╭─ Task inputs

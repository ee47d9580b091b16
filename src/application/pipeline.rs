//! Execution Pipeline: runs a pending signal's ordered steps against the
//! vault, retrying each step independently before giving up on the whole
//! signal. `SWAP_EXACT_IN` is sized at the moment it runs, never ahead of
//! time, from a fresh vault status read.

use crate::domain::episode::Episode;
use crate::domain::errors::{PipelineError, VaultError};
use crate::domain::ports::VaultClient;
use crate::domain::repositories::SignalRepository;
use crate::domain::signal::{Signal, Step};
use crate::domain::types::Majority;
use anyhow::Result;
use std::sync::Arc;
use std::time::Duration;
use tracing::{info, warn};

pub struct ExecutionPipeline {
    vault: Arc<dyn VaultClient>,
    max_retries: u32,
    base_backoff: Duration,
}

impl ExecutionPipeline {
    pub fn new(vault: Arc<dyn VaultClient>, max_retries: u32, base_backoff: Duration) -> Self {
        Self { vault, max_retries, base_backoff }
    }

    /// Fetches up to `batch_size` pending signals and attempts to execute
    /// each in full. A signal whose steps all succeed is marked executed; a
    /// hard failure on any step marks the signal failed and moves on.
    pub async fn execute_once(&self, signals: &dyn SignalRepository, batch_size: usize) -> Result<()> {
        let pending = signals.list_pending(batch_size).await?;
        for (strategy_id, signal) in pending {
            match self.process_signal(&signal).await {
                Ok(()) => {
                    info!(%strategy_id, ts = signal.ts, "signal executed");
                    signals.mark_executed(&strategy_id, signal.ts, signal.signal_type).await?;
                }
                Err(e) => {
                    warn!(%strategy_id, ts = signal.ts, error = %e, "signal execution failed");
                    signals
                        .mark_failure(&strategy_id, signal.ts, signal.signal_type, &e.to_string())
                        .await?;
                }
            }
        }
        Ok(())
    }

    async fn process_signal(&self, signal: &Signal) -> Result<(), PipelineError> {
        if signal.steps.is_empty() {
            return Err(PipelineError::EmptyPlan {
                strategy_id: signal.strategy_id.clone(),
                ts: signal.ts,
            });
        }

        for step in &signal.steps {
            self.run_step_with_retry(step, &signal.episode).await?;
        }
        Ok(())
    }

    async fn run_step_with_retry(&self, step: &Step, episode: &Episode) -> Result<(), PipelineError> {
        let mut last_err = None;

        for attempt in 1..=self.max_retries {
            match self.run_step(step, episode).await {
                Ok(()) => return Ok(()),
                Err(e) => {
                    warn!(step = step.action_name(), attempt, max = self.max_retries, error = %e, "step failed");
                    last_err = Some(e);
                    if attempt < self.max_retries {
                        tokio::time::sleep(self.base_backoff * attempt).await;
                    }
                }
            }
        }

        Err(PipelineError::StepFailed {
            step: step.action_name().to_string(),
            attempts: self.max_retries,
            source: last_err.expect("loop runs at least once"),
        })
    }

    async fn run_step(&self, step: &Step, episode: &Episode) -> Result<(), VaultError> {
        match step {
            Step::Collect { dex, alias } => {
                self.vault.collect(*dex, alias).await?;
                Ok(())
            }
            Step::Withdraw { dex, alias, mode } => {
                self.vault.withdraw(*dex, alias, *mode).await?;
                Ok(())
            }
            Step::SwapExactIn { dex, alias } => self.run_swap(*dex, alias, episode).await,
            Step::Rebalance { dex, alias, lower_price, upper_price } => {
                self.vault.rebalance(*dex, alias, *lower_price, *upper_price).await?;
                Ok(())
            }
            Step::NoopLegacy { .. } => Ok(()),
        }
    }

    /// Sizes and sends the proportion-rebalancing swap from a fresh vault
    /// status read. If the vault can't report a usable price, the step is
    /// treated as a no-op rather than a failure: there's nothing safe to
    /// compute a trade size from.
    async fn run_swap(&self, dex: crate::domain::types::Dex, alias: &str, episode: &Episode) -> Result<(), VaultError> {
        let status = self.vault.status(dex, alias).await?;
        if status.p_t1_t0 <= 0.0 {
            return Ok(());
        }

        let token0 = episode
            .token0_address
            .as_deref()
            .ok_or_else(|| VaultError::MissingField("token0_address".to_string()))?;
        let token1 = episode
            .token1_address
            .as_deref()
            .ok_or_else(|| VaultError::MissingField("token1_address".to_string()))?;

        let usd0 = status.amt0 * status.p_t1_t0;
        let usd1 = status.amt1;
        let total_usd = usd0 + usd1;

        let major_is_token0 = episode.majority_on_open == Majority::Token2;
        let major_curr_usd = if major_is_token0 { usd0 } else { usd1 };
        let target_major_usd = total_usd * episode.target_major_pct;
        let delta_usd = target_major_usd - major_curr_usd;

        let (token_in, token_out, amount_in_usd) = match (major_is_token0, delta_usd > 0.0) {
            (true, true) => (token1, token0, delta_usd),
            (true, false) => (token0, token1, -delta_usd),
            (false, true) => (token0, token1, delta_usd),
            (false, false) => (token1, token0, -delta_usd),
        };

        self.vault.swap_exact_in(dex, alias, token_in, token_out, amount_in_usd).await?;
        Ok(())
    }
}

╰─

Instructions for the task:
In full and without alteration, copy the entries.

Task answer:
repository ee47d9580b091b16
filename src/application/pipeline.rs
//! Execution Pipeline: runs a pending signal's ordered steps against the
//! vault, retrying each step independently before giving up on the whole
//! signal. `SWAP_EXACT_IN` is sized at the moment it runs, never ahead of
//! time, from a fresh vault status read.

use crate::domain::episode::Episode;
use crate::domain::errors::{PipelineError, VaultError};
use crate::domain::ports::VaultClient;
use crate::domain::repositories::SignalRepository;
use crate::domain::signal::{Signal, Step};
use crate::domain::types::Majority;
use anyhow::Result;
use std::sync::Arc;
use std::time::Duration;
use tracing::{info, warn};

pub struct ExecutionPipeline {
    vault: Arc<dyn VaultClient>,
    max_retries: u32,
    base_backoff: Duration,
}

impl ExecutionPipeline {
    pub fn new(vault: Arc<dyn VaultClient>, max_retries: u32, base_backoff: Duration) -> Self {
        Self { vault, max_retries, base_backoff }
    }

    /// Fetches up to `batch_size` pending signals and attempts to execute
    /// each in full. A signal whose steps all succeed is marked executed; a
    /// hard failure on any step marks the signal failed and moves on.
    pub async fn execute_once(&self, signals: &dyn SignalRepository, batch_size: usize) -> Result<()> {
        let pending = signals.list_pending(batch_size).await?;
        for (strategy_id, signal) in pending {
            match self.process_signal(&signal).await {
                Ok(()) => {
                    info!(%strategy_id, ts = signal.ts, "signal executed");
                    signals.mark_executed(&strategy_id, signal.ts, signal.signal_type).await?;
                }
                Err(e) => {
                    warn!(%strategy_id, ts = signal.ts, error = %e, "signal execution failed");
                    signals
                        .mark_failure(&strategy_id, signal.ts, signal.signal_type, &e.to_string())
                        .await?;
                }
            }
        }
        Ok(())
    }

    async fn process_signal(&self, signal: &Signal) -> Result<(), PipelineError> {
        if signal.steps.is_empty() {
            return Err(PipelineError::EmptyPlan {
                strategy_id: signal.strategy_id.clone(),
                ts: signal.ts,
            });
        }

        for step in &signal.steps {
            self.run_step_with_retry(step, &signal.episode).await?;
        }
        Ok(())
    }

    async fn run_step_with_retry(&self, step: &Step, episode: &Episode) -> Result<(), PipelineError> {
        let mut last_err = None;

        for attempt in 1..=self.max_retries {
            match self.run_step(step, episode).await {
                Ok(()) => return Ok(()),
                Err(e) => {
                    warn!(step = step.action_name(), attempt, max = self.max_retries, error = %e, "step failed");
                    last_err = Some(e);
                    if attempt < self.max_retries {
                        tokio::time::sleep(self.base_backoff * attempt).await;
                    }
                }
            }
        }

        Err(PipelineError::StepFailed {
            step: step.action_name().to_string(),
            attempts: self.max_retries,
            source: last_err.expect("loop runs at least once"),
        })
    }

    async fn run_step(&self, step: &Step, episode: &Episode) -> Result<(), VaultError> {
        match step {
            Step::Collect { dex, alias } => {
                self.vault.collect(*dex, alias).await?;
                Ok(())
            }
            Step::Withdraw { dex, alias, mode } => {
                self.vault.withdraw(*dex, alias, *mode).await?;
                Ok(())
            }
            Step::SwapExactIn { dex, alias } => self.run_swap(*dex, alias, episode).await,
            Step::Rebalance { dex, alias, lower_price, upper_price } => {
                self.vault.rebalance(*dex, alias, *lower_price, *upper_price).await?;
                Ok(())
            }
            Step::NoopLegacy { .. } => Ok(()),
        }
    }

    /// Sizes and sends the proportion-rebalancing swap from a fresh vault
    /// status read. If the vault can't report a usable price, the step is
    /// treated as a no-op rather than a failure: there's nothing safe to
    /// compute a trade size from.
    async fn run_swap(&self, dex: crate::domain::types::Dex, alias: &str, episode: &Episode) -> Result<(), VaultError> {
        let status = self.vault.status(dex, alias).await?;
        if status.p_t1_t0 <= 0.0 {
            return Ok(());
        }

        let token0 = episode
            .token0_address
            .as_deref()
            .ok_or_else(|| VaultError::MissingField("token0_address".to_string()))?;
        let token1 = episode
            .token1_address
            .as_deref()
            .ok_or_else(|| VaultError::MissingField("token1_address".to_string()))?;

        let usd0 = status.amt0 * status.p_t1_t0;
        let usd1 = status.amt1;
        let total_usd = usd0 + usd1;

        let major_is_token0 = episode.majority_on_open == Majority::Token2;
        let major_curr_usd = if major_is_token0 { usd0 } else { usd1 };
        let target_major_usd = total_usd * episode.target_major_pct;
        let delta_usd = target_major_usd - major_curr_usd;

        let (token_in, token_out, amount_in_usd) = match (major_is_token0, delta_usd > 0.0) {
            (true, true) => (token1, token0, delta_usd),
            (true, false) => (token0, token1, -delta_usd),
            (false, true) => (token0, token1, delta_usd),
            (false, false) => (token1, token0, -delta_usd),
        };

        self.vault.swap_exact_in(dex, alias, token_in, token_out, amount_in_usd).await?;
        Ok(())
    }
}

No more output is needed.